> **The problem**: Write out only the opening lines of the entries, through the line with "filename src/types/mod.rs".
::: Exercise inputs :::
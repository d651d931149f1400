//! Core infrastructure shared by the exchange and refresh paths.

pub mod transport;

pub use transport::{
    basic_authorization, encode_form, FormRequest, HttpResponse, HttpTransport,
    MockHttpTransport, ReqwestHttpTransport,
};
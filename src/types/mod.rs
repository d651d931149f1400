//! Data model and configuration types.

pub mod config;
pub mod token;

pub use config::{ClientCredentials, DatabaseConfig, ProviderConfig, ServiceConfig};
pub use token::{
    epoch_now, AuthorizedSession, ProviderTokenResponse, SessionResponse, TokenRecord, ValidToken,
};
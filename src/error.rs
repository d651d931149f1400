//! Error Types
//!
//! Typed errors per component boundary so call sites can distinguish a
//! missing record from a provider rejection from a datastore failure.

use thiserror::Error;

/// Startup configuration error.
#[derive(Error, Debug)]
pub enum ConfigurationError {
    #[error("Missing required environment variable: {field}")]
    MissingRequired { field: String },

    #[error("Invalid configuration: {message}")]
    Invalid { message: String },
}

/// Token store gateway error.
#[derive(Error, Debug)]
pub enum StoreError {
    #[error("No token record for user: {user_id}")]
    NotFound { user_id: String },

    #[error("Connection pool error: {message}")]
    Pool { message: String },

    #[error("Query failed: {message}")]
    Query { message: String },
}

/// Root error type for the token lifecycle service.
///
/// Nothing here is retried automatically; a failed refresh requires the
/// caller to re-invoke the lookup.
#[derive(Error, Debug)]
pub enum TokenServiceError {
    #[error("No stored token for user: {user_id}")]
    NoTokenForUser { user_id: String },

    #[error("Authorization code exchange failed: {message}")]
    Exchange { message: String },

    #[error("Provider refused token refresh (HTTP {status}): {body}")]
    ProviderRefresh { status: u16, body: String },

    #[error("Persistence error: {0}")]
    Persistence(#[from] StoreError),

    #[error("Network error: {message}")]
    Network { message: String },

    #[error("Invalid provider response: {message}")]
    InvalidResponse { message: String },

    #[error("Configuration error: {0}")]
    Configuration(#[from] ConfigurationError),
}

impl TokenServiceError {
    /// Error code for log fields.
    pub fn error_code(&self) -> &'static str {
        match self {
            Self::NoTokenForUser { .. } => "NO_TOKEN_FOR_USER",
            Self::Exchange { .. } => "EXCHANGE",
            Self::ProviderRefresh { .. } => "PROVIDER_REFRESH",
            Self::Persistence(_) => "PERSISTENCE",
            Self::Network { .. } => "NETWORK",
            Self::InvalidResponse { .. } => "INVALID_RESPONSE",
            Self::Configuration(_) => "CONFIGURATION",
        }
    }
}

/// Result type for service operations.
pub type ServiceResult<T> = Result<T, TokenServiceError>;

#[cfg(test)]
mod tests {
    use super::*;

    #[test]
    fn test_store_error_maps_into_persistence() {
        let err: TokenServiceError = StoreError::Query {
            message: "connection reset".to_string(),
        }
        .into();
        assert_eq!(err.error_code(), "PERSISTENCE");
    }

    #[test]
    fn test_error_codes_cover_provider_failures() {
        let err = TokenServiceError::ProviderRefresh {
            status: 400,
            body: r#"{"error":"invalid_grant"}"#.to_string(),
        };
        assert_eq!(err.error_code(), "PROVIDER_REFRESH");

        let err = TokenServiceError::NoTokenForUser {
            user_id: "u1".to_string(),
        };
        assert_eq!(err.error_code(), "NO_TOKEN_FOR_USER");
    }
}
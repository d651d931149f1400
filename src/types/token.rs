//! Token Types
//!
//! Persisted token records and provider wire types.

use chrono::{DateTime, Utc};
use serde::{Deserialize, Serialize};

/// Current time as whole seconds since the Unix epoch.
pub fn epoch_now() -> i64 {
    Utc::now().timestamp()
}

/// One persisted token issuance for a user.
///
/// The authoritative record for a user is the one with the highest
/// `created_at`; earlier rows are history.
#[derive(Clone, Debug, PartialEq, Serialize, Deserialize)]
pub struct TokenRecord {
    /// Opaque external user identity, stable key.
    pub user_id: String,
    /// Short-lived bearer credential.
    pub access_token: String,
    /// Long-lived credential, possibly rotated by the provider on refresh.
    pub refresh_token: String,
    /// Absolute expiry instant, seconds since epoch.
    pub expires_at: i64,
    /// Write timestamp, used only to select the most recent record.
    pub created_at: DateTime<Utc>,
}

impl TokenRecord {
    /// A token is fresh only with strictly positive remaining lifetime;
    /// `expires_at == now` counts as expired.
    pub fn is_fresh(&self, now: i64) -> bool {
        self.expires_at > now
    }
}

/// Token endpoint response for a refresh grant.
///
/// Providers report expiry either as an absolute `expires_at` or a relative
/// `expires_in`; `refresh_token` is omitted when the provider does not
/// rotate it.
#[derive(Clone, Debug, Deserialize)]
pub struct ProviderTokenResponse {
    pub access_token: String,
    #[serde(default)]
    pub refresh_token: Option<String>,
    #[serde(default)]
    pub expires_at: Option<i64>,
    #[serde(default)]
    pub expires_in: Option<i64>,
}

impl ProviderTokenResponse {
    /// Absolute expiry, preferring the provider's own `expires_at`.
    pub fn absolute_expiry(&self, now: i64) -> Option<i64> {
        self.expires_at.or(self.expires_in.map(|secs| now + secs))
    }
}

/// Session-exchange response from the identity provider.
#[derive(Clone, Debug, Deserialize)]
pub struct SessionResponse {
    pub user_id: String,
    pub access_token: String,
    pub refresh_token: String,
    #[serde(default)]
    pub expires_at: Option<i64>,
    #[serde(default)]
    pub expires_in: Option<i64>,
}

impl SessionResponse {
    pub fn absolute_expiry(&self, now: i64) -> Option<i64> {
        self.expires_at.or(self.expires_in.map(|secs| now + secs))
    }
}

/// Result of a completed authorization-code exchange.
#[derive(Clone, Debug, PartialEq)]
pub struct AuthorizedSession {
    pub user_id: String,
    pub access_token: String,
    pub refresh_token: String,
    pub expires_at: i64,
}

/// Result of a valid-token lookup.
#[derive(Clone, Debug, PartialEq)]
pub struct ValidToken {
    pub access_token: String,
    pub expires_at: i64,
    /// Whether the stored token was expired and refreshed on demand, as
    /// opposed to returned unchanged.
    pub refreshed: bool,
}
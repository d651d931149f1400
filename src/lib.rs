//! OAuth2 Token Lifecycle Service
//!
//! Manages access/refresh token lifecycle for third-party-authenticated
//! users: obtains tokens via an authorization-code exchange, persists them,
//! and serves a "current valid token" lookup that transparently refreshes
//! expired tokens on demand.
//!
//! # Architecture
//!
//! - `types`: data model (token records, provider wire types) and startup
//!   configuration
//! - `error`: typed error taxonomy per component boundary
//! - `core`: HTTP transport seam toward the provider's token endpoint
//! - `store`: token store gateway (Postgres, in-memory, mock)
//! - `flows`: authorization-code exchange against the identity provider
//! - `lifecycle`: expiry evaluation, refresh-on-demand, write-back
//! - `api`: axum routes (`/login`, `/callback`, `/get-token`)

pub mod api;
pub mod core;
pub mod error;
pub mod flows;
pub mod lifecycle;
pub mod store;
pub mod types;

// Re-export the surface most callers need.
pub use api::{make_router, ApiError, AppState};
pub use error::{ConfigurationError, ServiceResult, StoreError, TokenServiceError};
pub use flows::{authorization_url, HttpSessionExchange, SessionExchange};
pub use lifecycle::TokenLifecycleManager;
pub use store::{InMemoryTokenStore, PostgresTokenStore, TokenStore};
pub use types::{
    AuthorizedSession, ClientCredentials, DatabaseConfig, ProviderConfig, ServiceConfig,
    TokenRecord, ValidToken,
};
//! Token lifecycle management.

pub mod manager;

pub use manager::TokenLifecycleManager;
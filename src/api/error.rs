//! API error type mapping [`TokenServiceError`] variants to HTTP responses.
//!
//! Full error detail goes to the log; response bodies carry a generic
//! `{error}` message.

use axum::{
    http::StatusCode,
    response::{IntoResponse, Response},
    Json,
};
use serde_json::json;

use crate::error::TokenServiceError;

/// Wrapper around [`TokenServiceError`] that implements [`IntoResponse`].
pub struct ApiError(pub TokenServiceError);

impl ApiError {
    fn classify(&self) -> (StatusCode, &'static str) {
        match &self.0 {
            TokenServiceError::NoTokenForUser { .. } => {
                (StatusCode::NOT_FOUND, "no token stored for this user")
            }
            TokenServiceError::Exchange { .. } => (
                StatusCode::INTERNAL_SERVER_ERROR,
                "authorization exchange failed",
            ),
            TokenServiceError::ProviderRefresh { .. } => (
                StatusCode::INTERNAL_SERVER_ERROR,
                "token refresh was rejected by the provider",
            ),
            TokenServiceError::Persistence(_) => {
                (StatusCode::INTERNAL_SERVER_ERROR, "persistence failure")
            }
            TokenServiceError::Network { .. } => {
                (StatusCode::INTERNAL_SERVER_ERROR, "provider unreachable")
            }
            TokenServiceError::InvalidResponse { .. } => (
                StatusCode::INTERNAL_SERVER_ERROR,
                "provider returned an unexpected response",
            ),
            TokenServiceError::Configuration(_) => {
                (StatusCode::INTERNAL_SERVER_ERROR, "service misconfigured")
            }
        }
    }
}

impl IntoResponse for ApiError {
    fn into_response(self) -> Response {
        let (status, message) = self.classify();
        tracing::error!(code = self.0.error_code(), error = %self.0, "request failed");
        (status, Json(json!({ "error": message }))).into_response()
    }
}

impl From<TokenServiceError> for ApiError {
    fn from(e: TokenServiceError) -> Self {
        Self(e)
    }
}
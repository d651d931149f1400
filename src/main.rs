use anyhow::Result;
use std::sync::Arc;
use tracing_subscriber::EnvFilter;

use oauth2_token_service::core::ReqwestHttpTransport;
use oauth2_token_service::{
    make_router, AppState, HttpSessionExchange, PostgresTokenStore, ServiceConfig,
};

#[tokio::main]
async fn main() -> Result<()> {
    tracing_subscriber::fmt()
        .with_env_filter(
            EnvFilter::try_from_default_env().unwrap_or_else(|_| EnvFilter::new("info")),
        )
        .init();

    let config = ServiceConfig::from_env()?;

    let store = Arc::new(PostgresTokenStore::connect(&config.database).await?);
    store.init_schema().await?;

    let transport = Arc::new(ReqwestHttpTransport::new());
    let exchange = Arc::new(HttpSessionExchange::new(
        config.provider.clone(),
        config.credentials.clone(),
        transport.clone(),
    ));

    let port = config.port;
    let state = AppState::new(config, transport, store, exchange);
    let app = make_router(state);

    let listener = tokio::net::TcpListener::bind(("0.0.0.0", port)).await?;
    tracing::info!(port, "token service listening");
    axum::serve(listener, app).await?;

    Ok(())
}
:::
> **Exercise answer**:
repository d651d931149f1400
//! Core infrastructure shared by the exchange and refresh paths.

pub mod transport;

pub use transport::{
    basic_authorization, encode_form, FormRequest, HttpResponse, HttpTransport,
    MockHttpTransport, ReqwestHttpTransport,
};
filename src/types/mod.rs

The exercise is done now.